Dienstag, 04.07.2017, 12-13 Uhr - Raum: W9-109

Dr. Christian Heinze
Universität Bielefeld

Estimation of structured transition matrices in high dimensions

This talk considers the estimation of vector autoregressive dynamics in a high-dimensional regime, wherein the cross-sectional dimension may be relatively large compared to the sample size. Estimation in this setting requires some extra structure. The recent literature has given much attention to the case of sparse transition matrices and penalized estimation which adapts to the unknown sparsity pattern. In this talk, the transition matrices are well approximated by matrices with a common and low dimensional column space whose elements exhibit a smoothness property. This scenario is motivated by a factor model for a spatiotemporal process whose spatial domain amounts to a given weighted graph. Therein, the columns of the factor loading matrix determine the factors' influence and are assumed to be smooth in space, that is, on the graph. These properties carry over to the transition matrices of the best autoregressive predictor for the common component, which become the target for estimation. The proposed estimator amounts to the unique minimum of a penalized least-squares criterion with penalty term given by the (scaled) composition of the nuclear norm and a linear weighting function. The two factors of this penalty term reflect its twofold objective: firstly, the nuclear norm promotes low rank estimates (to match the parameter reduction due to the factor structure), and, secondly, the linear weighting function encourages smoothness on the graph. The talk presents some guarantees on the corresponding estimation error.

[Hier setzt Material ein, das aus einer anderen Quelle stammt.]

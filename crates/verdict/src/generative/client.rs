use anyhow::{Context, Result};
use async_trait::async_trait;
use serde::{Deserialize, Serialize};
use std::time::Duration;
use url::Url;

use crate::config::GenerativeConfig;
use crate::error::VerdictError;

/// Remote text generation used by the batch scorer
#[cfg_attr(test, mockall::automock)]
#[async_trait]
pub trait GenerativeClient: Send + Sync {
  /// `Ok(None)` means the service answered but produced no usable text,
  /// e.g. because the prompt or the candidate was blocked.
  async fn generate(&self, prompt: &str) -> Result<Option<String>>;
}

#[derive(Debug, Serialize)]
struct GenerateRequest<'a> {
  contents: Vec<RequestContent<'a>>,
}

#[derive(Debug, Serialize)]
struct RequestContent<'a> {
  parts: Vec<RequestPart<'a>>,
}

#[derive(Debug, Serialize)]
struct RequestPart<'a> {
  text: &'a str,
}

#[derive(Debug, Deserialize)]
#[serde(rename_all = "camelCase")]
struct GenerateResponse {
  #[serde(default)]
  candidates: Vec<Candidate>,
  prompt_feedback: Option<PromptFeedback>,
}

#[derive(Debug, Deserialize)]
#[serde(rename_all = "camelCase")]
struct Candidate {
  content: Option<CandidateContent>,
  finish_reason: Option<String>,
}

#[derive(Debug, Deserialize)]
struct CandidateContent {
  #[serde(default)]
  parts: Vec<ResponsePart>,
}

#[derive(Debug, Deserialize)]
struct ResponsePart {
  text: Option<String>,
}

#[derive(Debug, Deserialize)]
#[serde(rename_all = "camelCase")]
struct PromptFeedback {
  block_reason: Option<String>,
}

impl GenerateResponse {
  fn first_text(self) -> Option<String> {
    let candidate = self.candidates.into_iter().next()?;
    if let Some(reason) = &candidate.finish_reason {
      tracing::debug!(finish_reason = %reason, "generation finished");
    }
    candidate.content?.parts.into_iter().find_map(|part| part.text).filter(|text| !text.trim().is_empty())
  }
}

/// `generateContent` REST client for Gemini models
pub struct GeminiClient {
  client: reqwest::Client,
  endpoint: Url,
}

impl GeminiClient {
  pub fn new(config: &GenerativeConfig) -> crate::error::Result<Self> {
    let api_key = config.resolve_api_key().ok_or_else(|| {
      VerdictError::config("no API key for the generative scorer; set generative.api_key or GEMINI_API_KEY")
    })?;

    let base = config.base_url.trim_end_matches('/');
    let mut endpoint = Url::parse(&format!("{base}/v1beta/models/{}:generateContent", config.model))
      .map_err(|e| VerdictError::config(format!("invalid generative base_url '{base}': {e}")))?;
    endpoint.query_pairs_mut().append_pair("key", &api_key);

    let client = reqwest::Client::builder()
      .timeout(Duration::from_secs(config.timeout_secs))
      .user_agent(concat!("verdict/", env!("CARGO_PKG_VERSION")))
      .build()?;

    Ok(Self { client, endpoint })
  }
}

#[async_trait]
impl GenerativeClient for GeminiClient {
  async fn generate(&self, prompt: &str) -> Result<Option<String>> {
    let body = GenerateRequest { contents: vec![RequestContent { parts: vec![RequestPart { text: prompt }] }] };

    let response = self
      .client
      .post(self.endpoint.clone())
      .json(&body)
      .send()
      .await
      .context("failed to reach the generative service")?;

    let status = response.status();
    if !status.is_success() {
      let body = response.text().await.unwrap_or_default();
      return Err(VerdictError::remote(status.as_u16(), body).into());
    }

    let parsed: GenerateResponse = response
      .json()
      .await
      .map_err(|e| VerdictError::malformed_response(format!("failed to parse generation response: {e}")))?;

    if let Some(reason) = parsed.prompt_feedback.as_ref().and_then(|f| f.block_reason.as_deref()) {
      tracing::debug!(block_reason = %reason, "prompt blocked");
      return Ok(None);
    }

    Ok(parsed.first_text())
  }
}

Dienstag, 18.07.2017, 12-13 Uhr - Raum: W9-109

Prof. Dr. Philipp Cimiano
Exzellenzcluster für Cognitive Interaction Technology (CITEC), Universität Bielefeld

Probabilistic Graphical Models for Natural Language Processing: the case of sentiment analysis

In this talk we introduce standard tasks in NLP and show how they can be modelled as problems of statistical modelling and inference. We introduce probabilistic graphical models as applied in natural language processing and discuss in particular the problem of applying them to the case of fine-grained or aspect-oriented sentiment analysis as a joint variable prediction problem. We discuss the impact of modelling the joint interaction between the key variables aspect and sentiment on the task. We further discuss recent results on transfer learning for the case of transfering models between different natural languages, in our case English and German.